At the time, Gamble had seniority in the room, but he often didn’t see significant playing time with future first-round pick Kyle Pitts commanding the majority of the reps. As many remember, Pitts suffered a helmet-to-helmet hit in Florida’s victory over Georgia, leading him to miss the remainder of the contest and the ensuing two games, which cleared the way for Gamble and Zipperer to display their talents. The 6-foot-4 Gamble would go on to record six receptions for 117 yards and three touchdowns, while Zipperer would record a pair of touchdowns against Arkansas the following week. The mid-season playing time clearly set both players up for a larger role in 2021, and both Gamble and Zipperer head into the match-up with the Volunteers having hauled in passes the week prior after not recording a catch in UF’s first two contests.
The message for Lingard is the same as it is for Gamble and Zipperer: patience.

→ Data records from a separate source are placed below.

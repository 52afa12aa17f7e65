pub mod weatherapi;

use crate::domain::weather::WeatherSummary;

/// Most forecast days the provider returns for a single request.
pub const MAX_FORECAST_DAYS: u32 = 10;

#[async_trait::async_trait]
pub trait WeatherProvider: Send + Sync {
    fn provider_name(&self) -> &'static str;

    /// Current conditions plus a forecast covering up to `days` days
    /// (capped at [`MAX_FORECAST_DAYS`]).
    async fn forecast(&self, place: &str, days: u32) -> anyhow::Result<WeatherSummary>;
}
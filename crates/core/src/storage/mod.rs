pub mod memory;

pub use memory::ItineraryStore;
use thiserror::Error;

/// Failure taxonomy of an itinerary request. Every variant surfaces to the
/// caller as a flat message; none of them are retried.
#[derive(Debug, Error)]
pub enum TripError {
    #[error("{0}")]
    Validation(String),

    #[error("configuration error: {0}")]
    Configuration(String),

    #[error("{service} error: {detail}")]
    Upstream {
        service: &'static str,
        detail: String,
    },

    #[error("failed to generate itinerary: {0}")]
    Generation(String),
}

impl TripError {
    pub fn upstream(service: &'static str, err: anyhow::Error) -> Self {
        TripError::Upstream {
            service,
            detail: format!("{err:#}"),
        }
    }

    pub fn is_validation(&self) -> bool {
        matches!(self, TripError::Validation(_))
    }
}
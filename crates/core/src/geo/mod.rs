pub mod maptiler;

use crate::domain::weather::Coordinates;

pub const DEFAULT_MAP_ZOOM: u8 = 12;

#[async_trait::async_trait]
pub trait Geocoder: Send + Sync {
    fn provider_name(&self) -> &'static str;

    /// Resolves a free-text place name to the best-matching point.
    async fn geocode(&self, place: &str) -> anyhow::Result<Coordinates>;

    /// URL of a static map image centred on `at`.
    fn static_map_url(&self, at: Coordinates, zoom: u8) -> String;
}
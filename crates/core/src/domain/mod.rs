pub mod itinerary;
pub mod record;
pub mod trip;
pub mod weather;
use crate::config::Settings;
use crate::domain::record::{NewRecord, PlannedTrip};
use crate::domain::trip::TripRequest;
use crate::error::TripError;
use crate::geo::maptiler::MapTilerClient;
use crate::geo::Geocoder;
use crate::itinerary::{ItineraryGenerator, ItineraryInput, OutputMode};
use crate::llm::LlmClient;
use crate::storage::ItineraryStore;
use crate::weather::weatherapi::WeatherApiClient;
use crate::weather::WeatherProvider;
use std::sync::Arc;

/// Runs one trip request end to end: validate, geocode, fetch weather, generate
/// the itinerary, store it. Stages run strictly in order and the first failure
/// aborts the rest; the store is only written once everything else succeeded.
pub struct TripPlanner {
    geocoder: Arc<dyn Geocoder>,
    weather: Arc<dyn WeatherProvider>,
    generator: ItineraryGenerator,
    store: Arc<ItineraryStore>,
}

impl TripPlanner {
    pub fn new(
        geocoder: Arc<dyn Geocoder>,
        weather: Arc<dyn WeatherProvider>,
        generator: ItineraryGenerator,
        store: Arc<ItineraryStore>,
    ) -> Self {
        Self {
            geocoder,
            weather,
            generator,
            store,
        }
    }

    /// Wires the production clients. Fails when any upstream key is missing.
    pub fn from_settings(
        settings: &Settings,
        llm: Arc<dyn LlmClient>,
        store: Arc<ItineraryStore>,
    ) -> anyhow::Result<Self> {
        let geocoder = Arc::new(MapTilerClient::from_settings(settings)?);
        let weather = Arc::new(WeatherApiClient::from_settings(settings)?);
        let generator = ItineraryGenerator::new(llm, OutputMode::from_env());
        Ok(Self::new(geocoder, weather, generator, store))
    }

    pub async fn plan(&self, request: &TripRequest) -> Result<PlannedTrip, TripError> {
        let trip = request.validate()?;
        tracing::info!(destination = %trip.destination, days = trip.days, "planning trip");

        let coordinates = self
            .geocoder
            .geocode(&trip.destination)
            .await
            .map_err(|e| TripError::upstream(self.geocoder.provider_name(), e))?;
        tracing::debug!(lat = coordinates.lat, lng = coordinates.lng, "resolved destination");

        let weather = self
            .weather
            .forecast(&trip.destination, trip.days)
            .await
            .map_err(|e| TripError::upstream(self.weather.provider_name(), e))?;
        tracing::debug!(forecast_days = weather.forecast.len(), "fetched weather");

        let input = ItineraryInput {
            destination: trip.destination.clone(),
            budget: trip.budget.clone(),
            days: trip.days,
            weather,
            coordinates,
        };
        let itinerary = self.generator.generate(&input).await?;

        let stored = self
            .store
            .put(NewRecord {
                destination: trip.destination.clone(),
                budget: trip.budget.clone(),
                days: trip.days_text.clone(),
                itinerary: Some(itinerary.clone()),
                weather: Some(input.weather.clone()),
            })
            .await;
        tracing::info!(id = %stored.id, destination = %trip.destination, "itinerary stored");

        Ok(PlannedTrip {
            id: stored.id,
            destination: trip.destination,
            budget: trip.budget,
            days: trip.days_text,
            itinerary,
            weather: input.weather,
            coordinates,
        })
    }
}

#[cfg(test)]
mod tests {
    use super::*;
    use crate::domain::weather::{Coordinates, WeatherSummary};
    use crate::itinerary::tests::{day_list_json, sample_weather, ScriptedLlm};
    use std::sync::atomic::{AtomicUsize, Ordering};

    #[derive(Default)]
    pub(crate) struct FixedGeocoder {
        pub(crate) calls: AtomicUsize,
        pub(crate) fail: bool,
    }

    #[async_trait::async_trait]
    impl Geocoder for FixedGeocoder {
        fn provider_name(&self) -> &'static str {
            "fixed-geocoder"
        }

        async fn geocode(&self, place: &str) -> anyhow::Result<Coordinates> {
            self.calls.fetch_add(1, Ordering::SeqCst);
            if self.fail {
                anyhow::bail!("Location not found: {place}");
            }
            Ok(Coordinates {
                lat: 41.9028,
                lng: 12.4964,
            })
        }

        fn static_map_url(&self, at: Coordinates, zoom: u8) -> String {
            format!("map://{},{},{zoom}", at.lng, at.lat)
        }
    }

    #[derive(Default)]
    pub(crate) struct FixedWeather {
        pub(crate) calls: AtomicUsize,
    }

    #[async_trait::async_trait]
    impl WeatherProvider for FixedWeather {
        fn provider_name(&self) -> &'static str {
            "fixed-weather"
        }

        async fn forecast(&self, _place: &str, _days: u32) -> anyhow::Result<WeatherSummary> {
            self.calls.fetch_add(1, Ordering::SeqCst);
            Ok(sample_weather())
        }
    }

    struct Harness {
        planner: TripPlanner,
        geocoder: Arc<FixedGeocoder>,
        weather: Arc<FixedWeather>,
        llm: Arc<ScriptedLlm>,
        store: Arc<ItineraryStore>,
    }

    fn harness(llm: Arc<ScriptedLlm>, geocoder: FixedGeocoder) -> Harness {
        let geocoder = Arc::new(geocoder);
        let weather = Arc::new(FixedWeather::default());
        let store = Arc::new(ItineraryStore::new());
        let planner = TripPlanner::new(
            geocoder.clone(),
            weather.clone(),
            ItineraryGenerator::new(llm.clone(), OutputMode::Schema),
            store.clone(),
        );
        Harness {
            planner,
            geocoder,
            weather,
            llm,
            store,
        }
    }

    #[tokio::test]
    async fn invalid_request_makes_no_upstream_calls() {
        let h = harness(ScriptedLlm::replying(day_list_json(3)), FixedGeocoder::default());
        for req in [
            TripRequest::new("Rome", "$900", "0"),
            TripRequest::new("Rome", "$900", "31"),
            TripRequest::new("Rome", "$900", "abc"),
            TripRequest::new("", "$900", "3"),
        ] {
            let err = h.planner.plan(&req).await.unwrap_err();
            assert!(err.is_validation());
        }
        assert_eq!(h.geocoder.calls.load(Ordering::SeqCst), 0);
        assert_eq!(h.weather.calls.load(Ordering::SeqCst), 0);
        assert!(h.llm.requests.lock().unwrap().is_empty());
        assert!(h.store.is_empty().await);
    }

    #[tokio::test]
    async fn successful_plan_is_stored_and_returned() {
        let h = harness(ScriptedLlm::replying(day_list_json(3)), FixedGeocoder::default());
        let planned = h
            .planner
            .plan(&TripRequest::new("Rome", "$900", "3"))
            .await
            .unwrap();

        assert_eq!(planned.destination, "Rome");
        assert_eq!(planned.days, "3");
        assert_eq!(planned.coordinates.lat, 41.9028);
        assert_eq!(planned.itinerary.days.len(), 3);

        let stored = h.store.get(&planned.id.to_string()).await.unwrap();
        assert_eq!(stored.itinerary.as_ref(), Some(&planned.itinerary));
        assert_eq!(stored.weather.as_ref(), Some(&planned.weather));
        assert_eq!(stored.budget, "$900");
    }

    #[tokio::test]
    async fn geocoder_failure_stops_pipeline() {
        let h = harness(
            ScriptedLlm::replying(day_list_json(3)),
            FixedGeocoder {
                fail: true,
                ..Default::default()
            },
        );
        let err = h
            .planner
            .plan(&TripRequest::new("Atlantis", "$900", "3"))
            .await
            .unwrap_err();
        assert!(matches!(err, TripError::Upstream { service: "fixed-geocoder", .. }));
        assert!(err.to_string().contains("Location not found: Atlantis"));
        assert_eq!(h.weather.calls.load(Ordering::SeqCst), 0);
        assert!(h.llm.requests.lock().unwrap().is_empty());
        assert!(h.store.is_empty().await);
    }

    #[tokio::test]
    async fn empty_ai_reply_stores_nothing() {
        let h = harness(ScriptedLlm::replying(""), FixedGeocoder::default());
        let err = h
            .planner
            .plan(&TripRequest::new("Rome", "$900", "3"))
            .await
            .unwrap_err();
        assert!(matches!(err, TripError::Generation(_)));
        assert!(h.store.is_empty().await);
    }

    #[tokio::test]
    async fn day_count_mismatch_still_succeeds() {
        let h = harness(ScriptedLlm::replying(day_list_json(4)), FixedGeocoder::default());
        let planned = h
            .planner
            .plan(&TripRequest::new("Rome", "$900", "6"))
            .await
            .unwrap();
        assert_eq!(planned.itinerary.days.len(), 4);
        assert_eq!(h.store.len().await, 1);
    }
}
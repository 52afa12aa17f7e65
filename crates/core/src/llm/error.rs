use crate::llm::Provider;
use serde_json::Value;
use std::fmt;

/// Provider failure with enough of the raw exchange attached to debug it from logs.
#[derive(Debug, Clone)]
pub struct LlmDiagnosticsError {
    pub provider: Provider,
    pub stage: &'static str,
    pub detail: String,
    pub status: Option<u16>,
    pub raw_response_json: Option<Value>,
}

impl LlmDiagnosticsError {
    pub fn http(provider: Provider, status: reqwest::StatusCode, body: String) -> Self {
        let raw_response_json = serde_json::from_str::<Value>(&body).ok();
        let detail = raw_response_json
            .as_ref()
            .and_then(|v| v.pointer("/error/message"))
            .and_then(Value::as_str)
            .map(str::to_string)
            .unwrap_or(body);
        Self {
            provider,
            stage: "http",
            detail,
            status: Some(status.as_u16()),
            raw_response_json,
        }
    }

    pub fn blocked(provider: Provider, reason: &str, raw: Value) -> Self {
        Self {
            provider,
            stage: "prompt_feedback",
            detail: format!("prompt blocked: {reason}"),
            status: None,
            raw_response_json: Some(raw),
        }
    }
}

impl fmt::Display for LlmDiagnosticsError {
    fn fmt(&self, f: &mut fmt::Formatter<'_>) -> fmt::Result {
        match self.status {
            Some(status) => write!(
                f,
                "LLM error (provider={:?}, stage={}, status={status}): {}",
                self.provider, self.stage, self.detail
            ),
            None => write!(
                f,
                "LLM error (provider={:?}, stage={}): {}",
                self.provider, self.stage, self.detail
            ),
        }
    }
}

impl std::error::Error for LlmDiagnosticsError {}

“One of the interesting ones, and if you looked, our first two games, I don't think our tight ends had any catches, and they had a bunch on Saturday. So, within how the game plan works from week to week, how we want to attack a team, what they're giving us, I think there's ebbs and flows in that,” Mullen said. “Last year we had Kyle Pitts here, and there were games where he would come in and know 'I might not have many catches or touches this game because how they're going to try to eliminate me from the game, but that's going to open up a lot of other things' – you've got to have that understanding, that maturity that, 'Hey, through the course of the season I'm going to have all my opportunities to make plays."
Night kickoff on Bluegrass
The kickoff time and TV network for the Oct. 2 game between Florida at Kentucky will depend on this Saturday’s games, the Southeastern Conference announced Monday.
The game will either take place at 6 p.m. on ESPN or 7 p.m. on the SEC Network.